Blockchain is a decentralized ledger of all transactions across a peer-to-peer network. It is a technology that enables Bitcoin transaction and is also applied to many business processes. For example: Bitcoin is just one application of blockchain.
It can be used to operate in a peer to peer fashion with zero intervention from third party. It is not only used for transactions but it ensures anonymity and security of the users. Blockchain is simply a chain of blocks. It is considered as the most secure way for any transaction through the network as it is nearly impossible to get hacked.
For example: In banking system, let us consider a situation where John wants to send $1000 to Kate. Now, bank is the third party here where all the processes will be verified and the transaction will take more time to terminate.
Issues in banking system:
High transaction cost.
Network fraud.
Account hacking
Financial crisis.
Solution: All of the above issues are overcome by using blockchain. Let us see the same scenario where John wants to transfer 2BTC to Kate. John will use his Bitcoin wallet where he will digitally sign in and after the miners validate the transaction, John will be able to send 2BTC to Kate's public address which is equivalent to bank's account.

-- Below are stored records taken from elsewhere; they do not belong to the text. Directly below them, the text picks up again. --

//! Integration tests for the HTTP source
//!
//! These use wiremock to stand in for the herbarium site.

use herbarium_harvest::aggregator::CompletionPolicy;
use herbarium_harvest::config::{
    AggregationConfig, Config, FetchConfig, OutputConfig, SiteConfig, UserAgentConfig,
};
use herbarium_harvest::crawler::{
    Coordinator, EntityDiscovery, FailureKind, FragmentFetcher, HerbariumClient, SpeciesCatalog,
};
use herbarium_harvest::ledger::StatusLedger;
use herbarium_harvest::output::RecordWriter;
use herbarium_harvest::state::{EntityId, FragmentContent};
use herbarium_harvest::FragmentKind;
use std::collections::BTreeSet;
use std::sync::Arc;
use tempfile::TempDir;
use wiremock::matchers::{method, path, query_param};
use wiremock::{Mock, MockServer, ResponseTemplate};

const INDEX_PAGE: &str = r##"<html><head><title>Herbarium</title></head><body>
  <div id="specimen_wrapper">
    <div id="specimen_title">Cassia fistula <span class="specimen_title2">L.</span></div>
    <div id="specimen_family">Fabaceae</div>
    <div id="specimen_img"><img src="/images/cassia.jpg"></div>
  </div>
  <div id="plant_menu" title="Nomenclature"><a href="#">Nomenclature</a></div>
  <div id="plant_sousmenu" title="Leaf"><a href="#">Leaf</a></div>
</body></html>"##;

const LEAF_PAGE: &str = r##"<html><body>
  <div id="plant_txt"><p>Leaves pinnate, 30 cm long.</p></div>
  <div id="specimen_img"><img src="/img/leaf.jpg"></div>
  <div id="specimen_legend">Leaflets</div>
</body></html>"##;

const NOMENCLATURE_PAGE: &str = r##"<html><body><ul>
  <li><span class="titchap">Botanical name :</span> <em>Cassia fistula</em></li>
  <li><span class="titchap">Family :</span> Fabaceae</li>
</ul></body></html>"##;

/// Creates a test configuration pointing at the mock server
fn create_test_config(base_url: &str, output_dir: &str) -> Config {
    Config {
        site: SiteConfig {
            base_url: base_url.to_string(),
        },
        user_agent: UserAgentConfig {
            crawler_name: "TestHarvester".to_string(),
            crawler_version: "1.0.0".to_string(),
            contact_url: "https://example.com/contact".to_string(),
            contact_email: "test@example.com".to_string(),
        },
        fetch: FetchConfig {
            download_delay: 0,
            request_timeout: 5,
            max_retries: 2,
            retry_backoff: 10,
        },
        aggregation: AggregationConfig::default(),
        output: OutputConfig {
            output_dir: output_dir.to_string(),
            status_file: "_scraping_status.json".to_string(),
        },
    }
}

fn create_client(server: &MockServer) -> HerbariumClient {
    HerbariumClient::new(&create_test_config(&server.uri(), "unused")).unwrap()
}

fn html(body: &str) -> ResponseTemplate {
    ResponseTemplate::new(200)
        .set_body_string(body)
        .insert_header("content-type", "text/html")
}

#[tokio::test]
async fn test_list_species() {
    let server = MockServer::start().await;

    Mock::given(method("GET"))
        .and(path("/menu_species.php"))
        .respond_with(html(
            r##"<html><body>
              <a href="herbarium.php?id=12">Cassia fistula</a>
              <a href="herbarium.php?id=3">Albizia lebbeck</a>
              <a href="herbarium.php?id=12">Cassia fistula</a>
              <a href="about.php">About</a>
            </body></html>"##,
        ))
        .expect(1)
        .mount(&server)
        .await;

    let client = create_client(&server);
    let ids = client.list_species().await.unwrap();

    assert_eq!(ids, vec![EntityId::from(12), EntityId::from(3)]);
}

#[tokio::test]
async fn test_discover_species() {
    let server = MockServer::start().await;

    Mock::given(method("GET"))
        .and(path("/herbarium.php"))
        .and(query_param("id", "12"))
        .respond_with(html(INDEX_PAGE))
        .expect(1)
        .mount(&server)
        .await;

    let client = create_client(&server);
    let discovery = client.discover(&EntityId::from(12)).await.unwrap();

    assert_eq!(
        discovery.base.basic_info.scientific_name.as_deref(),
        Some("Cassia fistula")
    );
    assert!(discovery.base.url.ends_with("/herbarium.php?id=12"));
    assert!(!discovery.base.scraped_at.is_empty());
    assert_eq!(
        discovery.available,
        Some(BTreeSet::from([FragmentKind::Nomenclature, FragmentKind::Leaf]))
    );
}

#[tokio::test]
async fn test_not_found_is_permanent_and_not_retried() {
    let server = MockServer::start().await;

    Mock::given(method("GET"))
        .and(path("/herbarium.php"))
        .respond_with(ResponseTemplate::new(404))
        .expect(1)
        .mount(&server)
        .await;

    let client = create_client(&server);
    let failure = client.discover(&EntityId::from(99)).await.unwrap_err();

    assert_eq!(failure.kind, FailureKind::NotFound);
    assert_eq!(failure.error_type(), "404_permanent");
    assert!(!failure.is_retryable());
}

#[tokio::test]
async fn test_server_error_is_retried() {
    let server = MockServer::start().await;

    // First attempt fails, the retry succeeds
    Mock::given(method("GET"))
        .and(path("/herbarium.php"))
        .respond_with(ResponseTemplate::new(503))
        .up_to_n_times(1)
        .expect(1)
        .mount(&server)
        .await;

    Mock::given(method("GET"))
        .and(path("/herbarium.php"))
        .respond_with(html(INDEX_PAGE))
        .expect(1)
        .mount(&server)
        .await;

    let client = create_client(&server);
    let discovery = client.discover(&EntityId::from(12)).await.unwrap();

    assert!(discovery.available.is_some());
}

#[tokio::test]
async fn test_retries_are_bounded() {
    let server = MockServer::start().await;

    // One attempt plus two retries
    Mock::given(method("GET"))
        .and(path("/herbarium.php"))
        .respond_with(ResponseTemplate::new(503))
        .expect(3)
        .mount(&server)
        .await;

    let client = create_client(&server);
    let failure = client.discover(&EntityId::from(12)).await.unwrap_err();

    assert_eq!(failure.kind, FailureKind::ServerError);
    assert!(failure.is_retryable());
}

#[tokio::test]
async fn test_rate_limit_classification() {
    let server = MockServer::start().await;

    Mock::given(method("GET"))
        .and(path("/herbarium.php"))
        .respond_with(ResponseTemplate::new(429))
        .mount(&server)
        .await;

    let client = create_client(&server);
    let failure = client.discover(&EntityId::from(12)).await.unwrap_err();

    assert_eq!(failure.error_type(), "rate_limit");
}

#[tokio::test]
async fn test_tiny_index_page_is_empty_response() {
    let server = MockServer::start().await;

    Mock::given(method("GET"))
        .and(path("/herbarium.php"))
        .respond_with(html("<html></html>"))
        .mount(&server)
        .await;

    let client = create_client(&server);
    let failure = client.discover(&EntityId::from(12)).await.unwrap_err();

    assert_eq!(failure.kind, FailureKind::EmptyResponse);
    assert!(failure.is_retryable());
}

#[tokio::test]
async fn test_fetch_fragment() {
    let server = MockServer::start().await;

    Mock::given(method("GET"))
        .and(path("/contents/description-leaf.php"))
        .and(query_param("id", "12"))
        .respond_with(html(LEAF_PAGE))
        .expect(1)
        .mount(&server)
        .await;

    let client = create_client(&server);
    let content = client
        .fetch_fragment(&EntityId::from(12), FragmentKind::Leaf)
        .await
        .unwrap();

    match content {
        FragmentContent::Section(section) => {
            assert_eq!(section.text.as_deref(), Some("Leaves pinnate, 30 cm long."));
            assert_eq!(section.images.len(), 1);
            assert_eq!(section.images[0].caption.as_deref(), Some("Leaflets"));
        }
        other => panic!("expected section, got {:?}", other),
    }
}

#[tokio::test]
async fn test_harvest_against_mock_site() {
    let server = MockServer::start().await;
    let dir = TempDir::new().unwrap();
    let output_dir = dir.path().join("species");

    Mock::given(method("GET"))
        .and(path("/herbarium.php"))
        .and(query_param("id", "12"))
        .respond_with(html(INDEX_PAGE))
        .mount(&server)
        .await;

    Mock::given(method("GET"))
        .and(path("/contents/description-leaf.php"))
        .respond_with(html(LEAF_PAGE))
        .mount(&server)
        .await;

    Mock::given(method("GET"))
        .and(path("/contents/nomenclature.php"))
        .respond_with(html(NOMENCLATURE_PAGE))
        .mount(&server)
        .await;

    let config = create_test_config(&server.uri(), &output_dir.to_string_lossy());
    let ledger = Arc::new(StatusLedger::load(config.output.status_path()));
    let writer = RecordWriter::new(&config.output.output_dir, ledger.clone());
    let client = Arc::new(HerbariumClient::new(&config).unwrap());

    let summary = Coordinator::new(
        client,
        CompletionPolicy::from_config(&config.aggregation),
        writer,
        vec![EntityId::from(12)],
    )
    .run()
    .await;

    assert_eq!(summary.completed, 1);

    let data = ledger.snapshot().unwrap();
    let entry = &data.completed["12"];
    assert_eq!(entry.completion.as_deref(), Some("complete"));
    assert!(entry.has_minimal_data);

    let content = std::fs::read_to_string(output_dir.join("species-12.json")).unwrap();
    let record: serde_json::Value = serde_json::from_str(&content).unwrap();
    assert_eq!(record["species_id"], "12");
    assert_eq!(record["basic_info"]["family"], "Fabaceae");
    assert_eq!(
        record["description"]["leaf"]["text"],
        "Leaves pinnate, 30 cm long."
    );
    assert!(record["nomenclature"].is_object());
}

The amount will then be directly credited to Kate in less time.
Features of Blockchain:
Decentralized system: It is handled by individuals which ensures fairness and secure.
Distributed Ledger: Blockchain stores all the transaction records in a distributed ledger.
Incentive of validation: The transaction will be completed only if the hash code matches and the digitally signature matches.
Consensus Algorithm: It is an algorithm where miners validate the transaction which is called proof of work.
Cryptography Algorithm: Blockchain uses asymmetric key to create digital signatures.